DIRECTIONS: Return every entry below exactly as written.

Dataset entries
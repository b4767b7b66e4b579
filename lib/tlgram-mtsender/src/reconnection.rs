// Copyright 2020 - developers of the `tlgram` project.
//
// Licensed under the Apache License, Version 2.0 <LICENSE-APACHE or
// https://www.apache.org/licenses/LICENSE-2.0> or the MIT license
// <LICENSE-MIT or https://opensource.org/licenses/MIT>, at your
// option. This file may not be copied, modified, or distributed
// except according to those terms.
use std::ops::ControlFlow;
use std::time::Duration;

/// a simple **Reconnection** Handler.
///
/// with implementing this trait and passing it to the `InitParams` inside the `Client` you can have your own
/// custom implementations for handling connection failures.
///
/// the default implementation is **NoReconnect** which does not handle anything! there is also a `FixedReconnect`
/// which sets a fixed attempt count and a duration
///
/// note that this will return a `ControlFlow<(), Duration>` which tells the handler either `Break` the Connection Attempt *or*
/// `Continue` After the Given `Duration`
pub trait ReconnectionPolicy: Send + Sync {
    ///this function will indicate that the handler should attempt for a new *reconnection* or not.
    ///
    /// it accepts a `attempts` which is the amount of reconnection tries that has been made already
    fn should_retry(&self, attempts: usize) -> ControlFlow<(), Duration>;
}

/// the default implementation of the **ReconnectionPolicy**.
pub struct NoReconnect;

/// simple *Fixed* sized implementation for the **ReconnectionPolicy** trait.
pub struct FixedReconnect {
    pub attempts: usize,
    pub delay: Duration,
}

impl ReconnectionPolicy for FixedReconnect {
    fn should_retry(&self, attempts: usize) -> ControlFlow<(), Duration> {
        if attempts <= self.attempts {
            ControlFlow::Continue(self.delay)
        } else {
            ControlFlow::Break(())
        }
    }
}

impl ReconnectionPolicy for NoReconnect {
    fn should_retry(&self, _: usize) -> ControlFlow<(), Duration> {
        ControlFlow::Break(())
    }
}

ANSWER:
repository b4767b7b66e4b579
filename lib/tlgram-mtsender/src/reconnection.rs
// Copyright 2020 - developers of the `tlgram` project.
//
// Licensed under the Apache License, Version 2.0 <LICENSE-APACHE or
// https://www.apache.org/licenses/LICENSE-2.0> or the MIT license
// <LICENSE-MIT or https://opensource.org/licenses/MIT>, at your
// option. This file may not be copied, modified, or distributed
// except according to those terms.
use std::ops::ControlFlow;
use std::time::Duration;

/// a simple **Reconnection** Handler.
///
/// with implementing this trait and passing it to the `InitParams` inside the `Client` you can have your own
/// custom implementations for handling connection failures.
///
/// the default implementation is **NoReconnect** which does not handle anything! there is also a `FixedReconnect`
/// which sets a fixed attempt count and a duration
///
/// note that this will return a `ControlFlow<(), Duration>` which tells the handler either `Break` the Connection Attempt *or*
/// `Continue` After the Given `Duration`
pub trait ReconnectionPolicy: Send + Sync {
    ///this function will indicate that the handler should attempt for a new *reconnection* or not.
    ///
    /// it accepts a `attempts` which is the amount of reconnection tries that has been made already
    fn should_retry(&self, attempts: usize) -> ControlFlow<(), Duration>;
}

/// the default implementation of the **ReconnectionPolicy**.
pub struct NoReconnect;

/// simple *Fixed* sized implementation for the **ReconnectionPolicy** trait.
pub struct FixedReconnect {
    pub attempts: usize,
    pub delay: Duration,
}

impl ReconnectionPolicy for FixedReconnect {
    fn should_retry(&self, attempts: usize) -> ControlFlow<(), Duration> {
        if attempts <= self.attempts {
            ControlFlow::Continue(self.delay)
        } else {
            ControlFlow::Break(())
        }
    }
}

impl ReconnectionPolicy for NoReconnect {
    fn should_retry(&self, _: usize) -> ControlFlow<(), Duration> {
        ControlFlow::Break(())
    }
}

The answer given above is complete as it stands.